Inventories Too Lean, More Restocking Ahead

Monday, March 7, 2011 by TCLogic Logistics Expert
Responding to the economic crisis, many organizations quickly reduced inventories in order to mirror new demand realities. However, as signs increasingly point to a recovery, these same companies are realizing that perhaps their inventory levels are too lean.

In a survey published last month by Morgan Stanley, they found that 42 percent of the 500 respondents expect their ordering activity to pick up in 2011. According to Morgan Stanley, these findings suggest that the restocking activity of 2010, which played a role in last year's recovery, still has some life left in it.

As the process of restocking inventory continues, it is critical to restock to strategic levels. During the course of reducing inventory, many companies found themselves with higher percentages of slow-moving and/or dead inventory. To prevent further growth of this under-performing asset, it is imperative to create stocking strategies that improve the overall performance of the inventory investment.

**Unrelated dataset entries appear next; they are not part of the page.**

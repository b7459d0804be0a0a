use clap::Parser;
use color_eyre::Result;
use replica_core::Config;

mod cli;
mod dispatch;
mod output;
mod style;

use cli::ReplicaCli;
use output::OutputOptions;

fn main() -> Result<()> {
    color_eyre::install()?;

    let cli = ReplicaCli::parse();
    init_tracing(cli.trace, cli.verbose, cli.quiet);

    let config = effective_config(Config::from_env(), &cli);
    tracing::debug!(?config, "effective configuration");
    let (info, outcome) = dispatch::dispatch_command(&config, &cli.command)?;
    let opts = OutputOptions {
        quiet: cli.quiet,
        json: cli.json,
        no_color: cli.no_color,
    };
    let code = output::emit_output(&opts, info, &outcome)?;

    if code == 0 {
        Ok(())
    } else {
        std::process::exit(code);
    }
}

fn init_tracing(trace: bool, verbose: u8, quiet: bool) {
    let level = if trace {
        "trace"
    } else if quiet {
        "error"
    } else {
        match verbose {
            0 => "info",
            1 => "debug",
            _ => "trace",
        }
    };

    let filter = format!("replica={level}");
    let subscriber = tracing_subscriber::fmt()
        .with_env_filter(filter)
        .with_writer(std::io::stderr)
        .with_target(false)
        .with_level(true)
        .finish();

    let _ = tracing::subscriber::set_global_default(subscriber);
}

/// Layers command-line overrides on top of the environment snapshot.
fn effective_config(mut config: Config, cli: &ReplicaCli) -> Config {
    if cli.timings {
        config.set_timings(true);
    }
    let args = &cli.signing;
    let signing = config.signing_mut();
    if let Some(keystore) = &args.keystore {
        signing.keystore.clone_from(keystore);
    }
    if let Some(alias) = &args.alias {
        signing.alias.clone_from(alias);
    }
    if args.no_v1 {
        signing.schemes.v1 = false;
    }
    if args.no_v2 {
        signing.schemes.v2 = false;
    }
    if args.enable_v3 {
        signing.schemes.v3 = true;
    }
    if args.no_verify {
        signing.verify = false;
    }
    if args.strict_verify {
        signing.verify = true;
        signing.strict_verify = true;
    }
    if let Some(scratch) = &args.scratch_dir {
        config.workspace_mut().scratch_root.clone_from(scratch);
    }
    config
}
use std::fs::{self, File};
use std::io::{self, BufReader, Read, Seek, Write};
use std::path::Path;

use anyhow::{anyhow, Context, Result};
use serde::Serialize;
use walkdir::WalkDir;
use zip::write::FileOptions;
use zip::{CompressionMethod, DateTime, ZipWriter};

use replica_domain::{
    classify, Checksum, CompressionPolicy, EntrySpec, ANDROID_MANIFEST, FIXED_DOS_TIMESTAMP,
};

use crate::core::pipeline::PipelineError;

const DEFLATE_LEVEL: i32 = 9;

#[derive(Debug, Default, Clone, Serialize)]
pub struct BuildReport {
    /// Entries in write order; the manifest is always first.
    pub entries: Vec<EntrySpec>,
    pub directories: usize,
}

impl BuildReport {
    pub fn stored(&self) -> usize {
        self.entries
            .iter()
            .filter(|spec| spec.policy == CompressionPolicy::Stored)
            .count()
    }
}

/// Packs `dest_root` into `writer`, writing `manifest` as the first entry.
///
/// Files are visited in lexical order per directory so identical trees give
/// byte-identical output. A manifest file present in the tree is ignored in
/// favour of the supplied bytes.
pub fn build<W: Write + Seek>(
    dest_root: &Path,
    manifest: &[u8],
    writer: W,
) -> Result<BuildReport, PipelineError> {
    build_inner(dest_root, manifest, writer)
        .map_err(|source| PipelineError::ContainerWriteFailed { source })
}

fn build_inner<W: Write + Seek>(root: &Path, manifest: &[u8], writer: W) -> Result<BuildReport> {
    let mut zip = ZipWriter::new(writer);
    let mut report = BuildReport::default();

    let spec = EntrySpec::for_bytes(ANDROID_MANIFEST, manifest);
    write_entry(&mut zip, &spec, &mut &manifest[..])?;
    report.entries.push(spec);

    for entry in WalkDir::new(root).min_depth(1).sort_by_file_name() {
        let entry = entry.with_context(|| format!("failed to walk {}", root.display()))?;
        let name = entry_name(root, entry.path())?;
        let file_type = entry.file_type();
        if file_type.is_dir() {
            if is_empty_dir(entry.path())? {
                zip.add_directory(format!("{name}/"), base_options())
                    .with_context(|| format!("failed to add directory {name}"))?;
                report.directories += 1;
            }
            continue;
        }
        if !file_type.is_file() {
            tracing::debug!(entry = %name, "skipping non-regular file");
            continue;
        }
        if name == ANDROID_MANIFEST {
            continue;
        }
        let spec = match classify(&name) {
            CompressionPolicy::Deflated => EntrySpec::deflated(name),
            CompressionPolicy::Stored => EntrySpec::stored(name, checksum_file(entry.path())?),
        };
        let file = File::open(entry.path())
            .with_context(|| format!("failed to open {}", entry.path().display()))?;
        write_entry(&mut zip, &spec, &mut BufReader::new(file))?;
        report.entries.push(spec);
    }

    let mut inner = zip.finish().context("failed to finish container")?;
    inner.flush().context("failed to flush container")?;
    tracing::debug!(
        entries = report.entries.len(),
        stored = report.stored(),
        "built container"
    );
    Ok(report)
}

fn base_options() -> FileOptions {
    let (year, month, day, hour, minute, second) = FIXED_DOS_TIMESTAMP;
    let timestamp =
        DateTime::from_date_and_time(year, month, day, hour, minute, second).unwrap_or_default();
    FileOptions::default()
        .last_modified_time(timestamp)
        .unix_permissions(0o644)
}

fn write_entry<W: Write + Seek>(
    zip: &mut ZipWriter<W>,
    spec: &EntrySpec,
    reader: &mut dyn Read,
) -> Result<()> {
    match spec.policy {
        CompressionPolicy::Deflated => {
            let options = base_options()
                .compression_method(CompressionMethod::Deflated)
                .compression_level(Some(DEFLATE_LEVEL));
            zip.start_file(spec.name.as_str(), options)
                .with_context(|| format!("failed to start {}", spec.name))?;
            io::copy(reader, zip).with_context(|| format!("failed to write {}", spec.name))?;
        }
        CompressionPolicy::Stored => {
            let options = base_options().compression_method(CompressionMethod::Stored);
            let align = spec.alignment.unwrap_or(1);
            zip.start_file_aligned(spec.name.as_str(), options, align)
                .with_context(|| format!("failed to start {}", spec.name))?;
            let mut written = Checksum::new();
            let mut buf = [0u8; 64 * 1024];
            loop {
                let read = reader
                    .read(&mut buf)
                    .with_context(|| format!("failed to read {}", spec.name))?;
                if read == 0 {
                    break;
                }
                written.update(&buf[..read]);
                zip.write_all(&buf[..read])
                    .with_context(|| format!("failed to write {}", spec.name))?;
            }
            let (crc32, size) = written.finish();
            if Some(crc32) != spec.crc32 || Some(size) != spec.size {
                return Err(anyhow!("{} changed while it was being packed", spec.name));
            }
        }
    }
    Ok(())
}

fn checksum_file(path: &Path) -> Result<Checksum> {
    let mut file =
        File::open(path).with_context(|| format!("failed to open {}", path.display()))?;
    let mut checksum = Checksum::new();
    let mut buf = [0u8; 64 * 1024];
    loop {
        let read = file
            .read(&mut buf)
            .with_context(|| format!("failed to read {}", path.display()))?;
        if read == 0 {
            return Ok(checksum);
        }
        checksum.update(&buf[..read]);
    }
}

fn entry_name(root: &Path, path: &Path) -> Result<String> {
    let relative = path
        .strip_prefix(root)
        .with_context(|| format!("{} is outside {}", path.display(), root.display()))?;
    let parts = relative
        .components()
        .map(|component| {
            component
                .as_os_str()
                .to_str()
                .ok_or_else(|| anyhow!("non UTF-8 file name {}", path.display()))
        })
        .collect::<Result<Vec<_>>>()?;
    Ok(parts.join("/"))
}

fn is_empty_dir(path: &Path) -> Result<bool> {
    let mut entries =
        fs::read_dir(path).with_context(|| format!("failed to list {}", path.display()))?;
    Ok(entries.next().is_none())
}

#[cfg(test)]
mod tests {
    use std::io::Cursor;

    use super::*;
    use crate::core::container::extract_replacing;
    use crate::core::test_support::{read_entries, write_container};

    fn populate(root: &Path) {
        fs::create_dir_all(root.join("res/layout")).unwrap();
        fs::create_dir_all(root.join("lib/arm64-v8a")).unwrap();
        fs::create_dir_all(root.join("assets/empty")).unwrap();
        fs::write(root.join("res/layout/main.xml"), b"<LinearLayout/>").unwrap();
        fs::write(root.join("classes.dex"), b"dex\n035\0payload").unwrap();
        fs::write(root.join("resources.arsc"), vec![7u8; 5000]).unwrap();
        fs::write(root.join("lib/arm64-v8a/libpine.so"), vec![0x7fu8; 3000]).unwrap();
        fs::write(root.join("AndroidManifest.xml"), b"stale copy on disk").unwrap();
    }

    fn build_bytes(root: &Path, manifest: &[u8]) -> Vec<u8> {
        let mut out = Cursor::new(Vec::new());
        build(root, manifest, &mut out).unwrap();
        out.into_inner()
    }

    /// Accepts writes but cannot flush them, like a full disk behind a buffer.
    struct UnflushableWriter(Cursor<Vec<u8>>);

    impl Write for UnflushableWriter {
        fn write(&mut self, buf: &[u8]) -> io::Result<usize> {
            self.0.write(buf)
        }

        fn flush(&mut self) -> io::Result<()> {
            Err(io::Error::other("no space left on device"))
        }
    }

    impl Seek for UnflushableWriter {
        fn seek(&mut self, pos: io::SeekFrom) -> io::Result<u64> {
            self.0.seek(pos)
        }
    }

    #[test]
    fn failed_final_flush_is_a_write_failure() {
        let dir = tempfile::tempdir().unwrap();
        populate(dir.path());
        let err = build(dir.path(), b"<m/>", UnflushableWriter(Cursor::new(Vec::new()))).unwrap_err();
        assert!(matches!(err, PipelineError::ContainerWriteFailed { .. }));
        assert_eq!(err.stage(), crate::core::pipeline::Stage::Building);
    }

    #[test]
    fn manifest_is_first_and_not_duplicated() {
        let dir = tempfile::tempdir().unwrap();
        populate(dir.path());
        let bytes = build_bytes(dir.path(), b"<manifest/>");
        let mut archive = zip::ZipArchive::new(Cursor::new(bytes)).unwrap();
        assert_eq!(archive.by_index(0).unwrap().name(), ANDROID_MANIFEST);
        let manifests = archive.file_names().filter(|n| *n == ANDROID_MANIFEST).count();
        assert_eq!(manifests, 1);
        let mut first = String::new();
        archive.by_index(0).unwrap().read_to_string(&mut first).unwrap();
        assert_eq!(first, "<manifest/>");
    }

    #[test]
    fn identical_trees_build_identical_bytes() {
        let a = tempfile::tempdir().unwrap();
        let b = tempfile::tempdir().unwrap();
        populate(a.path());
        populate(b.path());
        assert_eq!(build_bytes(a.path(), b"<m/>"), build_bytes(b.path(), b"<m/>"));
    }

    #[test]
    fn stored_entries_declare_exact_crc_and_size() {
        let dir = tempfile::tempdir().unwrap();
        populate(dir.path());
        let mut out = Cursor::new(Vec::new());
        let report = build(dir.path(), b"<m/>", &mut out).unwrap();
        assert_eq!(report.stored(), 3);
        assert_eq!(report.directories, 1);

        let mut archive = zip::ZipArchive::new(Cursor::new(out.into_inner())).unwrap();
        for spec in report.entries.iter().filter(|s| s.policy == CompressionPolicy::Stored) {
            let file = archive.by_name(&spec.name).unwrap();
            assert_eq!(file.compression(), CompressionMethod::Stored, "{}", spec.name);
            assert_eq!(Some(file.crc32()), spec.crc32, "{}", spec.name);
            assert_eq!(Some(file.size()), spec.size, "{}", spec.name);
        }
        let xml = archive.by_name("res/layout/main.xml").unwrap();
        assert_eq!(xml.compression(), CompressionMethod::Deflated);
    }

    #[test]
    fn stored_entries_are_aligned() {
        let dir = tempfile::tempdir().unwrap();
        populate(dir.path());
        let bytes = build_bytes(dir.path(), b"<m/>");
        let mut archive = zip::ZipArchive::new(Cursor::new(bytes)).unwrap();
        let lib = archive.by_name("lib/arm64-v8a/libpine.so").unwrap();
        assert_eq!(lib.data_start() % 4096, 0);
        drop(lib);
        let dex = archive.by_name("classes.dex").unwrap();
        assert_eq!(dex.data_start() % 4, 0);
    }

    #[test]
    fn extract_build_extract_preserves_entries() {
        let dir = tempfile::tempdir().unwrap();
        let original = dir.path().join("original.apk");
        let entries: &[(&str, &[u8])] = &[
            ("AndroidManifest.xml", b"<manifest package=\"a.b\"/>"),
            ("classes.dex", b"dex\n035"),
            ("res/raw/data.bin", &[1, 2, 3, 4, 5]),
            ("lib/x86_64/libnative.so", &[0xEE; 100]),
            ("META-INF/CERT.SF", b"old signature"),
        ];
        write_container(&original, entries);

        let tree = dir.path().join("tree");
        fs::create_dir(&tree).unwrap();
        extract_replacing(&original, &tree, &[]).unwrap();
        let manifest = fs::read(tree.join(ANDROID_MANIFEST)).unwrap();
        let rebuilt = dir.path().join("rebuilt.apk");
        build(&tree, &manifest, File::create(&rebuilt).unwrap()).unwrap();

        let mut expected: Vec<(String, Vec<u8>)> = entries
            .iter()
            .filter(|(name, _)| !name.starts_with("META-INF/"))
            .map(|(name, bytes)| ((*name).to_string(), bytes.to_vec()))
            .collect();
        expected.sort();
        let mut actual = read_entries(&rebuilt);
        actual.sort();
        assert_eq!(actual, expected);
    }
}
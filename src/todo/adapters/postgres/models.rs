//! Diesel row models for to-do item persistence.

use super::schema::todos;
use chrono::{DateTime, Utc};
use diesel::prelude::*;

/// Query result row for to-do records.
#[derive(Debug, Clone, Queryable, Selectable)]
#[diesel(table_name = todos)]
#[diesel(check_for_backend(diesel::pg::Pg))]
pub struct TodoRow {
    /// Item identifier.
    pub id: uuid::Uuid,
    /// Item title.
    pub title: String,
    /// Owning user identifier.
    pub owner: String,
    /// Due date.
    pub due_at: DateTime<Utc>,
    /// Completion flag.
    pub done: bool,
    /// Creation timestamp.
    pub created_at: DateTime<Utc>,
    /// Last update timestamp.
    pub updated_at: DateTime<Utc>,
}

/// Insert model for to-do records.
#[derive(Debug, Clone, Insertable)]
#[diesel(table_name = todos)]
pub struct NewTodoRow {
    /// Item identifier.
    pub id: uuid::Uuid,
    /// Item title.
    pub title: String,
    /// Owning user identifier.
    pub owner: String,
    /// Due date.
    pub due_at: DateTime<Utc>,
    /// Completion flag.
    pub done: bool,
    /// Creation timestamp.
    pub created_at: DateTime<Utc>,
    /// Last update timestamp.
    pub updated_at: DateTime<Utc>,
}

/// Changeset applied when persisting item mutations.
///
/// The identifier and owner columns never change after insertion, so the
/// changeset covers only the mutable columns.
#[derive(Debug, Clone, AsChangeset)]
#[diesel(table_name = todos)]
pub struct TodoChangeset {
    /// Item title.
    pub title: String,
    /// Due date.
    pub due_at: DateTime<Utc>,
    /// Completion flag.
    pub done: bool,
    /// Last update timestamp.
    pub updated_at: DateTime<Utc>,
}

Creating stocking strategies that achieve best-in-class services levels at the lowest cost of inventory can be accomplished with an inventory optimization solution. Utilizing data already residing in your ERP, these solutions offer a rapid implementation timeframe and can provide an ROI within 6-12 months.

Companies can no longer afford to base stocking decisions on simple planning strategies developed twenty years ago. These outdated methods often inflate safety stocks, lower turn rates, and achieve less-than optimal service levels.

What method does your company employ to determine stocking levels? Is there an effort underway to investigate advanced methods?